_HOW TO COMPLETE THIS TASK_:
A complete, exact copy of the records is needed here.

_EXERCISE MATERIALS_:
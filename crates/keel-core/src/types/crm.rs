//! CRM: leads, opportunities, and activities.

use chrono::{DateTime, NaiveDate, Utc};
use serde::{Deserialize, Serialize};

#[derive(Debug, Clone, Copy, PartialEq, Eq, Serialize, Deserialize)]
#[cfg_attr(feature = "sqlx", derive(sqlx::Type))]
#[cfg_attr(feature = "sqlx", sqlx(rename_all = "snake_case"))]
#[serde(rename_all = "snake_case")]
pub enum LeadSource {
    Website,
    Referral,
    ColdCall,
    SocialMedia,
    Other,
}

#[derive(Debug, Clone, Copy, PartialEq, Eq, Serialize, Deserialize)]
#[cfg_attr(feature = "sqlx", derive(sqlx::Type))]
#[cfg_attr(feature = "sqlx", sqlx(rename_all = "snake_case"))]
#[serde(rename_all = "snake_case")]
pub enum LeadStatus {
    New,
    Contacted,
    Qualified,
    Lost,
}

impl Default for LeadStatus {
    fn default() -> Self {
        LeadStatus::New
    }
}

#[derive(Debug, Clone, Serialize, Deserialize)]
#[cfg_attr(feature = "sqlx", derive(sqlx::FromRow))]
pub struct Lead {
    pub id: String,
    pub company_id: String,
    pub name: String,
    pub email: Option<String>,
    pub phone: Option<String>,
    pub mobile: Option<String>,
    pub source: LeadSource,
    pub status: LeadStatus,
    pub assigned_to: Option<String>,
    pub notes: Option<String>,
    pub created_at: DateTime<Utc>,
    pub updated_at: DateTime<Utc>,
}

#[derive(Debug, Clone, Copy, PartialEq, Eq, Serialize, Deserialize)]
#[cfg_attr(feature = "sqlx", derive(sqlx::Type))]
#[cfg_attr(feature = "sqlx", sqlx(rename_all = "snake_case"))]
#[serde(rename_all = "snake_case")]
pub enum OpportunityStage {
    Prospecting,
    Qualification,
    Proposal,
    Negotiation,
    ClosedWon,
    ClosedLost,
}

#[derive(Debug, Clone, Serialize, Deserialize)]
#[cfg_attr(feature = "sqlx", derive(sqlx::FromRow))]
pub struct Opportunity {
    pub id: String,
    pub company_id: String,
    pub lead_id: Option<String>,
    pub contact_id: String,
    pub title: String,
    pub value_cents: i64,
    /// Win probability, 0-100 percent.
    pub probability: i64,
    pub stage: OpportunityStage,
    pub expected_close_date: Option<NaiveDate>,
    pub assigned_to: Option<String>,
    pub notes: Option<String>,
    pub created_at: DateTime<Utc>,
    pub updated_at: DateTime<Utc>,
}

#[derive(Debug, Clone, Copy, PartialEq, Eq, Serialize, Deserialize)]
#[cfg_attr(feature = "sqlx", derive(sqlx::Type))]
#[cfg_attr(feature = "sqlx", sqlx(rename_all = "snake_case"))]
#[serde(rename_all = "snake_case")]
pub enum ActivityType {
    Call,
    Meeting,
    Email,
    Task,
}

/// What an activity is attached to. An explicit kind plus id instead of a
/// free-form polymorphic reference, so the pair can be validated.
#[derive(Debug, Clone, Copy, PartialEq, Eq, Serialize, Deserialize)]
#[cfg_attr(feature = "sqlx", derive(sqlx::Type))]
#[cfg_attr(feature = "sqlx", sqlx(rename_all = "snake_case"))]
#[serde(rename_all = "snake_case")]
pub enum RelatedKind {
    Lead,
    Opportunity,
    Contact,
}

#[derive(Debug, Clone, Serialize, Deserialize)]
#[cfg_attr(feature = "sqlx", derive(sqlx::FromRow))]
pub struct Activity {
    pub id: String,
    pub company_id: String,
    pub activity_type: ActivityType,
    pub subject: String,
    pub description: Option<String>,
    pub due_date: Option<DateTime<Utc>>,
    pub completed: bool,
    pub related_kind: RelatedKind,
    pub related_id: String,
    pub assigned_to: Option<String>,
    pub created_at: DateTime<Utc>,
    pub updated_at: DateTime<Utc>,
}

_RESPONSE_:
filename crates/keel-core/src/types/crm.rs
//! CRM: leads, opportunities, and activities.

use chrono::{DateTime, NaiveDate, Utc};
use serde::{Deserialize, Serialize};

#[derive(Debug, Clone, Copy, PartialEq, Eq, Serialize, Deserialize)]
#[cfg_attr(feature = "sqlx", derive(sqlx::Type))]
#[cfg_attr(feature = "sqlx", sqlx(rename_all = "snake_case"))]
#[serde(rename_all = "snake_case")]
pub enum LeadSource {
    Website,
    Referral,
    ColdCall,
    SocialMedia,
    Other,
}

#[derive(Debug, Clone, Copy, PartialEq, Eq, Serialize, Deserialize)]
#[cfg_attr(feature = "sqlx", derive(sqlx::Type))]
#[cfg_attr(feature = "sqlx", sqlx(rename_all = "snake_case"))]
#[serde(rename_all = "snake_case")]
pub enum LeadStatus {
    New,
    Contacted,
    Qualified,
    Lost,
}

impl Default for LeadStatus {
    fn default() -> Self {
        LeadStatus::New
    }
}

#[derive(Debug, Clone, Serialize, Deserialize)]
#[cfg_attr(feature = "sqlx", derive(sqlx::FromRow))]
pub struct Lead {
    pub id: String,
    pub company_id: String,
    pub name: String,
    pub email: Option<String>,
    pub phone: Option<String>,
    pub mobile: Option<String>,
    pub source: LeadSource,
    pub status: LeadStatus,
    pub assigned_to: Option<String>,
    pub notes: Option<String>,
    pub created_at: DateTime<Utc>,
    pub updated_at: DateTime<Utc>,
}

#[derive(Debug, Clone, Copy, PartialEq, Eq, Serialize, Deserialize)]
#[cfg_attr(feature = "sqlx", derive(sqlx::Type))]
#[cfg_attr(feature = "sqlx", sqlx(rename_all = "snake_case"))]
#[serde(rename_all = "snake_case")]
pub enum OpportunityStage {
    Prospecting,
    Qualification,
    Proposal,
    Negotiation,
    ClosedWon,
    ClosedLost,
}

#[derive(Debug, Clone, Serialize, Deserialize)]
#[cfg_attr(feature = "sqlx", derive(sqlx::FromRow))]
pub struct Opportunity {
    pub id: String,
    pub company_id: String,
    pub lead_id: Option<String>,
    pub contact_id: String,
    pub title: String,
    pub value_cents: i64,
    /// Win probability, 0-100 percent.
    pub probability: i64,
    pub stage: OpportunityStage,
    pub expected_close_date: Option<NaiveDate>,
    pub assigned_to: Option<String>,
    pub notes: Option<String>,
    pub created_at: DateTime<Utc>,
    pub updated_at: DateTime<Utc>,
}

#[derive(Debug, Clone, Copy, PartialEq, Eq, Serialize, Deserialize)]
#[cfg_attr(feature = "sqlx", derive(sqlx::Type))]
#[cfg_attr(feature = "sqlx", sqlx(rename_all = "snake_case"))]
#[serde(rename_all = "snake_case")]
pub enum ActivityType {
    Call,
    Meeting,
    Email,
    Task,
}

/// What an activity is attached to. An explicit kind plus id instead of a
/// free-form polymorphic reference, so the pair can be validated.
#[derive(Debug, Clone, Copy, PartialEq, Eq, Serialize, Deserialize)]
#[cfg_attr(feature = "sqlx", derive(sqlx::Type))]
#[cfg_attr(feature = "sqlx", sqlx(rename_all = "snake_case"))]
#[serde(rename_all = "snake_case")]
pub enum RelatedKind {
    Lead,
    Opportunity,
    Contact,
}

#[derive(Debug, Clone, Serialize, Deserialize)]
#[cfg_attr(feature = "sqlx", derive(sqlx::FromRow))]
pub struct Activity {
    pub id: String,
    pub company_id: String,
    pub activity_type: ActivityType,
    pub subject: String,
    pub description: Option<String>,
    pub due_date: Option<DateTime<Utc>>,
    pub completed: bool,
    pub related_kind: RelatedKind,
    pub related_id: String,
    pub assigned_to: Option<String>,
    pub created_at: DateTime<Utc>,
    pub updated_at: DateTime<Utc>,
}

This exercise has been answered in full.